Igualmente, los miembros de los gabinetes podrán sugerir cursos de acción y recordar a las partes y los mediadores los principios en que se basan estas reglas alternativas de resolución de conflicto, a los fines del debido encuadramiento de los respectivos procesos.

El procedimiento de composición se dará por terminado al llegar las partes a un acuerdo y firmarlo; al hacer el mediador, previa consulta con las partes, una declaración por escrito que haga constar que ya no se justifica seguir intentando llegar a un acuerdo, en la fecha de tal declaración; al hacer las partes al mediador una declaración por escrito de que dan por terminado el procedimiento de mediación, en la fecha de tal declaración; o al hacer una parte a la otra o las otras partes y al mediador, una declaración por escrito en la que da cuenta que desea dar por terminado el procedimiento de mediación.
Si los internos llegaran a una solución, lo deberían comunicar a sus restantes compañeros.
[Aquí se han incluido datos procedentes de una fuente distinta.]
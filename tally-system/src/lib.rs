//! Foundational system components for Tally's services.
//!
//! Every long-running component of the server is a [`Service`]: a value that is moved onto the
//! runtime and drives itself until it observes a [`Shutdown`]. The [`Controller`] owns the
//! shutdown broadcast and hands out [`ShutdownHandle`]s to services.
#![warn(missing_docs)]

mod controller;
mod runtime;
mod service;

pub use self::controller::*;
pub use self::runtime::*;
pub use self::service::*;
pub mod fields;
pub mod lines;
pub mod normalize;

use serde::Serialize;
use tracing::debug;

/// Structured contact pulled from one card. Every field is optional; a
/// partially (or fully) empty record is a valid result.
#[derive(Debug, Clone, Default, PartialEq, Eq, Serialize)]
pub struct ContactRecord {
    pub name: Option<String>,
    pub email: Option<String>,
    pub phone: Option<String>,
    pub company: Option<String>,
    pub job_title: Option<String>,
    pub website: Option<String>,
}

impl ContactRecord {
    pub fn field_count(&self) -> usize {
        [
            &self.name,
            &self.email,
            &self.phone,
            &self.company,
            &self.job_title,
            &self.website,
        ]
        .iter()
        .filter(|f| f.is_some())
        .count()
    }

    pub fn is_empty(&self) -> bool {
        self.field_count() == 0
    }
}

/// OCR text → contact record. Never fails: anything unrecognized is left absent.
///
/// Field extraction and line classification both read the raw text; the
/// normalizers then canonicalize whatever they found.
pub fn extract_contact(raw: &str) -> ContactRecord {
    let candidates = fields::extract(raw);
    let classified = lines::classify_lines(raw);
    let slots = lines::fill_slots(&classified);

    let record = ContactRecord {
        name: slots.name.as_deref().map(normalize::name),
        email: candidates.email.as_deref().map(normalize::email),
        phone: candidates.phone.as_deref().map(normalize::phone),
        company: slots.company.as_deref().map(normalize::company),
        job_title: slots.job_title.as_deref().map(normalize::job_title),
        website: candidates.website.as_deref().map(normalize::website),
    };
    debug!(
        lines = classified.len(),
        fields = record.field_count(),
        "extracted contact"
    );
    record
}

// ── Tests ──

#[cfg(test)]
mod tests {
    use super::fields::FieldKind;
    use super::lines::{classify_lines, LineClass};
    use super::*;

    fn fixture(name: &str) -> String {
        std::fs::read_to_string(format!("tests/fixtures/{}.txt", name)).unwrap()
    }

    fn some(s: &str) -> Option<String> {
        Some(s.to_string())
    }

    #[test]
    fn john_smith_card() {
        let r = extract_contact(&fixture("john_smith"));
        assert_eq!(
            r,
            ContactRecord {
                name: some("John Smith"),
                email: some("john.smith@acme.com"),
                phone: some("+1-555-123-4567"),
                company: some("Acme Technologies Inc"),
                job_title: some("Senior Engineer"),
                website: some("acme.com"),
            }
        );
    }

    #[test]
    fn john_smith_inline() {
        let text = "John Smith\nSenior Engineer\nAcme Technologies Inc.\njohn.smith@acme.com\n(555) 123-4567\nwww.acme.com";
        assert_eq!(extract_contact(text), extract_contact(&fixture("john_smith")));
    }

    #[test]
    fn email_only() {
        let r = extract_contact("contact@biz.io");
        assert_eq!(
            r,
            ContactRecord {
                email: some("contact@biz.io"),
                ..Default::default()
            }
        );
        assert_eq!(r.field_count(), 1);
    }

    #[test]
    fn ocr_confused_email() {
        let r = extract_contact("J0HN@C0MPANY.COM");
        assert_eq!(r.email.as_deref(), Some("john@company.com"));
    }

    #[test]
    fn uppercase_company_line() {
        let r = extract_contact("ACME CORP");
        assert_eq!(r.company.as_deref(), Some("ACME CORP"));
        assert!(r.name.is_none());
    }

    #[test]
    fn phone_formats() {
        assert_eq!(extract_contact("15551234567").phone.as_deref(), Some("+1-555-123-4567"));
        assert_eq!(extract_contact("442071234567").phone.as_deref(), Some("+442071234567"));
    }

    #[test]
    fn northwind_card() {
        let r = extract_contact(&fixture("northwind"));
        assert_eq!(r.name.as_deref(), Some("Maria Lopez"));
        assert_eq!(r.company.as_deref(), Some("NORTHWIND TRADING"));
        assert_eq!(r.job_title.as_deref(), Some("Regional Sales Manager"));
        assert_eq!(r.email.as_deref(), Some("m.lopez@northwind.com"));
        assert_eq!(r.phone.as_deref(), Some("+1-415-555-0182"));
        assert_eq!(r.website.as_deref(), Some("northwind.com"));
    }

    #[test]
    fn london_card() {
        let r = extract_contact(&fixture("london"));
        assert_eq!(r.name.as_deref(), Some("Oliver Bennett"));
        assert_eq!(r.job_title.as_deref(), Some("Head of Partnerships"));
        assert_eq!(r.company.as_deref(), Some("Fenwick & Hale"));
        assert_eq!(r.phone.as_deref(), Some("+442079460958"));
        assert_eq!(r.email.as_deref(), Some("oliver@fenwickhale.co.uk"));
        assert!(r.website.is_none());
    }

    #[test]
    fn noisy_card_degrades() {
        let r = extract_contact(&fixture("noisy"));
        // Uppercase name line is taken by the abbreviation heuristic.
        assert!(r.name.is_none());
        assert_eq!(r.company.as_deref(), Some("JANE D0E"));
        assert_eq!(r.job_title.as_deref(), Some("Director of Operations"));
        assert_eq!(r.email.as_deref(), Some("jane.doe@gmall.com"));
        assert_eq!(r.phone.as_deref(), Some("+1-312-555-0147"));
        assert!(r.website.is_none());
    }

    #[test]
    fn never_fails_on_odd_input() {
        let long = "x".repeat(10_000);
        let inputs = [
            "",
            "\n\n\n",
            "   ",
            "@@@ ... +++",
            "ünïcödé Ω ≈ ç √ ∫",
            "12",
            "(((((((((((((",
            "日本語の名刺\n株式会社テスト",
            long.as_str(),
            "+",
            "\r\nJohn Smith\r\n",
        ];
        for input in inputs {
            let _ = extract_contact(input);
        }
        assert!(extract_contact("").is_empty());
        assert!(extract_contact("\n  \n").is_empty());
    }

    #[test]
    fn field_lines_never_fill_slots() {
        for name in ["john_smith", "northwind", "london", "noisy"] {
            for line in classify_lines(&fixture(name)) {
                let has_field = FieldKind::ALL.iter().any(|k| k.is_match(&line.text));
                if has_field {
                    assert!(
                        matches!(line.class, LineClass::Excluded(_)),
                        "{}: field line {:?} was classified as {:?}",
                        name,
                        line.text,
                        line.class
                    );
                }
            }
        }
    }

    #[test]
    fn at_most_one_line_per_slot() {
        let text = "Jane Doe\nJohn Smith\nAcme Corp\nBeta LLC\nSenior Manager\nChief Officer";
        let lines = classify_lines(text);
        for class in [LineClass::Name, LineClass::Company, LineClass::JobTitle] {
            assert_eq!(lines.iter().filter(|l| l.class == class).count(), 1);
        }
    }

    #[test]
    fn serializes_absent_fields_as_null() {
        let json = serde_json::to_value(extract_contact("contact@biz.io")).unwrap();
        assert_eq!(json["email"], "contact@biz.io");
        assert!(json["name"].is_null());
    }
}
La profundización de estas alternativas seguramente no ha de poner fin a la violencia irracional del encierro. Pero tal vez configure una saludable paradoja en la que los sometidos, los humillados, los encerrados, los destituidos, en suma, las víctimas de esas políticas públicas conservadoras, sean justamente quienes reformulen las prácticas punitivitas, sustituyéndolas por estrategias que demuestren que otra forma de convivencia es posible, mientras vemos qué hacemos con la cárcel.